A group of 16 housing advocacy organizations want the Prince George’s County Foreclosure Task Force to find ways to stem an alarming rise in housing foreclosures recently.
Maryland is third in the nation for homes in foreclosure actions, lead largely by a flurry of foreclosure activity in Baltimore City and Prince George’s and Charles counties, according to RealtyTrac, a website that tracks real estate listings and foreclosure filings.
According to industry experts, one in every 647 homes in Maryland is in a stage of foreclosure proceedings and in Prince George’s it is one in every 540 homes. The county had 49% more foreclosures in June 2013 compared to this time last year.
Housing units in the county are in varied stages of foreclosure with 53.4% up for auction, 29.9% in pre-foreclosure and 16.7Z% being bank owned, RealtyTrac reports.

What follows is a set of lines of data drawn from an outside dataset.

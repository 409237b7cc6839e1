// src/storage/fs_host.rs

//! [`AssetStorage`] over a real directory tree.
//!
//! Tree paths are rooted at `/`, which maps onto the configured root
//! directory. Importer state for `Art/a.png` lives next to it in
//! `Art/a.png.import.toml` (suffix configurable). `copy_state` only stages
//! new state in memory; `reimport` writes it out, the same save-and-reimport
//! split an editor importer has. State copied ahead of a host-driven import
//! is written by `finish_import` instead.

use std::collections::HashMap;
use std::path::{Path, PathBuf};

use anyhow::{anyhow, bail, Context, Result};
use tracing::{debug, warn};

use super::{AssetStorage, FolderListing, KindMatcher};
use crate::config::ConfigFile;
use crate::fs::FileSystem;
use crate::path::{AssetPath, FolderPath};
use crate::template::{ImportSettings, Template};
use crate::types::{AssetInfo, AssetKind};

#[derive(Debug)]
pub struct FsStorage<F: FileSystem> {
    fs: F,
    root: PathBuf,
    template_file_name: String,
    sidecar_suffix: String,
    kinds: KindMatcher,
    staged: HashMap<AssetPath, ImportSettings>,
}

impl<F: FileSystem> FsStorage<F> {
    pub fn new(fs: F, root: impl Into<PathBuf>, cfg: &ConfigFile) -> Result<Self> {
        let kinds = KindMatcher::new(cfg.kinds())?;
        Ok(Self {
            fs,
            root: root.into(),
            template_file_name: cfg.config().template_file_name.clone(),
            sidecar_suffix: cfg.config().import_sidecar_suffix.clone(),
            kinds,
            staged: HashMap::new(),
        })
    }

    pub fn root(&self) -> &Path {
        &self.root
    }

    pub fn filesystem(&self) -> &F {
        &self.fs
    }

    /// Host location of a tree path.
    pub fn host_path(&self, tree_path: &str) -> PathBuf {
        let rel = tree_path.trim_start_matches('/');
        if rel.is_empty() {
            self.root.clone()
        } else {
            self.root.join(rel)
        }
    }

    fn sidecar_path(&self, asset: &AssetPath) -> PathBuf {
        self.host_path(&format!("{}{}", asset.as_str(), self.sidecar_suffix))
    }

    fn read_sidecar(&self, asset: &AssetPath) -> Result<Option<ImportSettings>> {
        let path = self.sidecar_path(asset);
        if !self.fs.is_file(&path) {
            return Ok(None);
        }
        let text = self.fs.read_to_string(&path)?;
        let settings: ImportSettings = toml::from_str(&text)
            .with_context(|| format!("parsing importer state {:?}", path))?;
        Ok(Some(settings))
    }

    /// Write staged importer state out to the sidecar.
    fn commit_staged(&mut self, asset: &AssetPath) -> Result<()> {
        if !self.fs.is_file(&self.host_path(asset.as_str())) {
            self.staged.remove(asset);
            bail!("asset {asset} no longer exists");
        }
        let Some(settings) = self.staged.remove(asset) else {
            return Ok(());
        };
        let text = toml::to_string(&settings)?;
        self.fs.write(&self.sidecar_path(asset), text.as_bytes())?;
        debug!(asset = %asset, "wrote importer state");
        Ok(())
    }

    fn pixel_dimensions(&self, asset: &AssetPath) -> Option<(u32, u32)> {
        let bytes = self.fs.read_bytes(&self.host_path(asset.as_str())).ok()?;
        match imagesize::blob_size(&bytes) {
            Ok(size) => Some((
                u32::try_from(size.width).ok()?,
                u32::try_from(size.height).ok()?,
            )),
            Err(err) => {
                debug!(asset = %asset, "could not read pixel dimensions: {err}");
                None
            }
        }
    }
}

impl<F: FileSystem> AssetStorage for FsStorage<F> {
    fn template_file_name(&self) -> &str {
        &self.template_file_name
    }

    fn classify(&self, path: &AssetPath) -> Option<AssetKind> {
        if self.is_sidecar(path) || path.file_name().eq_ignore_ascii_case(&self.template_file_name) {
            return None;
        }
        self.kinds.classify(path)
    }

    fn roots(&self) -> Vec<FolderPath> {
        FolderPath::new("/").into_iter().collect()
    }

    fn list_folder(&self, folder: &FolderPath) -> FolderListing {
        let dir = self.host_path(folder.as_str());
        let entries = match self.fs.read_dir(&dir) {
            Ok(entries) => entries,
            Err(err) => {
                debug!(folder = %folder, "folder not listable: {err:#}");
                return FolderListing::default();
            }
        };

        let mut listing = FolderListing::default();
        for entry in entries {
            let Some(name) = entry.file_name().and_then(|n| n.to_str()) else {
                continue;
            };
            // Hidden entries (.git, editor state) are not part of the tree.
            if name.starts_with('.') {
                continue;
            }
            if self.fs.is_dir(&entry) {
                listing.folders.extend(folder.join(name));
            } else if self.fs.is_file(&entry) {
                listing.files.extend(folder.child(name));
            }
        }
        listing
    }

    fn load_template(&self, slot: &AssetPath) -> Option<Template> {
        let folder = slot.folder()?;
        let path = self.host_path(slot.as_str());
        if !self.fs.is_file(&path) {
            return None;
        }

        let loaded = self
            .fs
            .read_to_string(&path)
            .and_then(|text| Template::from_toml_str(folder, &text).map_err(anyhow::Error::from));
        match loaded {
            Ok(template) => Some(template),
            Err(err) => {
                warn!(slot = %slot, "ignoring unreadable folder template: {err:#}");
                None
            }
        }
    }

    fn slot_exists(&self, slot: &AssetPath) -> bool {
        self.fs.exists(&self.host_path(slot.as_str()))
    }

    fn save_template(&mut self, template: &Template) -> Result<()> {
        let slot = template
            .folder()
            .child(&self.template_file_name)
            .ok_or_else(|| anyhow!("no template slot for {}", template.folder()))?;
        let text = template.to_toml_string()?;
        self.fs.write(&self.host_path(slot.as_str()), text.as_bytes())?;
        debug!(slot = %slot, "saved folder template");
        Ok(())
    }

    fn asset_info(&self, path: &AssetPath) -> Option<AssetInfo> {
        let kind = self.classify(path)?;
        if !self.fs.is_file(&self.host_path(path.as_str())) {
            return None;
        }
        let mut info = AssetInfo::new(path.clone(), kind);
        if kind == AssetKind::Texture {
            info.dimensions = self.pixel_dimensions(path);
        }
        Some(info)
    }

    fn importer_settings(&self, path: &AssetPath) -> Option<ImportSettings> {
        if let Some(staged) = self.staged.get(path) {
            return Some(staged.clone());
        }
        let kind = self.classify(path)?;
        match self.read_sidecar(path) {
            Ok(Some(settings)) => Some(settings),
            Ok(None) => Some(ImportSettings::new(kind)),
            Err(err) => {
                warn!(asset = %path, "unreadable importer state: {err:#}");
                None
            }
        }
    }

    fn copy_state(&mut self, settings: &ImportSettings, to: &AssetPath) -> Result<bool> {
        if !self.fs.is_file(&self.host_path(to.as_str())) {
            bail!("no asset at {to}");
        }
        let current = self
            .importer_settings(to)
            .ok_or_else(|| anyhow!("{to} has no readable importer state"))?;
        if current.kind != settings.kind {
            bail!(
                "cannot copy {} settings onto a {} importer",
                settings.kind,
                current.kind
            );
        }
        if current == *settings {
            return Ok(false);
        }
        self.staged.insert(to.clone(), settings.clone());
        Ok(true)
    }

    fn reimport(&mut self, path: &AssetPath) -> Result<()> {
        self.commit_staged(path)
    }

    fn finish_import(&mut self, path: &AssetPath) -> Result<()> {
        self.commit_staged(path)
    }

    fn is_folder(&self, folder: &FolderPath) -> bool {
        self.fs.is_dir(&self.host_path(folder.as_str()))
    }

    fn is_sidecar(&self, path: &AssetPath) -> bool {
        path.file_name().ends_with(&self.sidecar_suffix)
    }
}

HIP is seeing 70 to 80 new foreclosure clients a month and 50% or more are African-American. Foreclosures hot spots for Prince George’s are Aquasco, Glenn Dale, Clinton, Accokeek and Upper Marlboro, according to Realtytrac.
“A lot of our clients have had a reduction in their income. Another segment of our clients worked in construction or lower-wage jobs and a lot of that industry has been hit,” said Hunter.

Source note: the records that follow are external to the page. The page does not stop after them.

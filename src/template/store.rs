// src/template/store.rs

use tracing::{debug, info};

use crate::errors::{FlowError, Result};
use crate::path::{AssetPath, FolderPath};
use crate::storage::AssetStorage;
use crate::template::{ImportSettings, Template};
use crate::types::AssetKind;

/// Per-folder template lookup over a storage backend.
///
/// Each folder holds at most one template, in a file with a reserved name.
/// The store does no resolution of its own; it only answers "what lives in
/// this folder".
#[derive(Clone, Copy)]
pub struct TemplateStore<'a> {
    storage: &'a dyn AssetStorage,
}

impl std::fmt::Debug for TemplateStore<'_> {
    fn fmt(&self, f: &mut std::fmt::Formatter<'_>) -> std::fmt::Result {
        f.debug_struct("TemplateStore")
            .field("file_name", &self.storage.template_file_name())
            .finish_non_exhaustive()
    }
}

impl<'a> TemplateStore<'a> {
    pub fn new(storage: &'a dyn AssetStorage) -> Self {
        Self { storage }
    }

    pub fn storage(&self) -> &'a dyn AssetStorage {
        self.storage
    }

    /// Path of the reserved template file for `folder`.
    pub fn slot_for(&self, folder: &FolderPath) -> Option<AssetPath> {
        folder.child(self.storage.template_file_name())
    }

    /// True iff `path` names a template file. The file name comparison is
    /// case-insensitive.
    pub fn is_template_slot(&self, path: &AssetPath) -> bool {
        path.file_name()
            .eq_ignore_ascii_case(self.storage.template_file_name())
    }

    pub fn template_in_folder(&self, folder: &FolderPath) -> Option<Template> {
        let slot = self.slot_for(folder)?;
        self.storage.load_template(&slot)
    }

    pub fn template_at_slot(&self, slot: &AssetPath) -> Option<Template> {
        if !self.is_template_slot(slot) {
            return None;
        }
        self.storage.load_template(slot)
    }

    pub fn has_template(&self, folder: &FolderPath) -> bool {
        self.slot_for(folder)
            .is_some_and(|slot| self.storage.slot_exists(&slot))
    }

    pub fn has_template_of_kind(&self, folder: &FolderPath, kind: AssetKind) -> bool {
        self.template_in_folder(folder)
            .is_some_and(|t| t.kind() == kind)
    }

    /// Every template in the tree, in folder order.
    pub fn all_templates(&self) -> Vec<Template> {
        self.collect_from(self.storage.roots())
    }

    /// Templates in `folder` or any folder below it, in folder order.
    pub fn templates_within(&self, folder: &FolderPath) -> Vec<Template> {
        self.collect_from(vec![folder.clone()])
    }

    fn collect_from(&self, mut stack: Vec<FolderPath>) -> Vec<Template> {
        let mut found = Vec::new();

        while let Some(folder) = stack.pop() {
            if let Some(template) = self.template_in_folder(&folder) {
                found.push(template);
            }
            stack.extend(self.storage.list_folder(&folder).folders);
        }

        found.sort_by(|a, b| a.folder().cmp(b.folder()));
        debug!(count = found.len(), "enumerated folder templates");
        found
    }
}

/// Create a new template in `folder` with the given payload.
///
/// Fails with [`FlowError::AlreadyExists`] when the folder already holds a
/// template of any kind; the existing template is left untouched.
pub fn create_template(
    storage: &mut dyn AssetStorage,
    folder: &FolderPath,
    payload: ImportSettings,
) -> Result<Template> {
    if TemplateStore::new(storage).has_template(folder) {
        return Err(FlowError::AlreadyExists {
            folder: folder.clone(),
        });
    }

    let mut template = Template::new(folder.clone(), payload);
    storage.save_template(&template)?;
    template.mark_clean();

    info!(folder = %folder, kind = %template.kind(), "created folder template");
    Ok(template)
}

The surge in foreclosures in 2013 can be traced to the Maryland Foreclosure Mediation Law which was passed in 2010 and required that banks assist homeowners in foreclosure proceedings with securing loan modifications. The banks finally became compliant with the law this year and the backlog of mortgages, “are moving at a break neck speed,” said Mary Hunter, director of the Housing Counseling Program at HIP Services, Inc. (HIP).
HIP recently signed onto a letter with 15 other housing advocacy organizations asking that develop and deliver more programs to stem the rise in foreclosures. Even lending giant Fannie Mae is jumping in to assist the foreclosure problem by holding a “Help for Homeowners” event at Fed Ex Field in September.
Housing industry experts say the spike in foreclosures will continue until year’s end as the job market remains unstable and banks look to clear their books of housing inventory.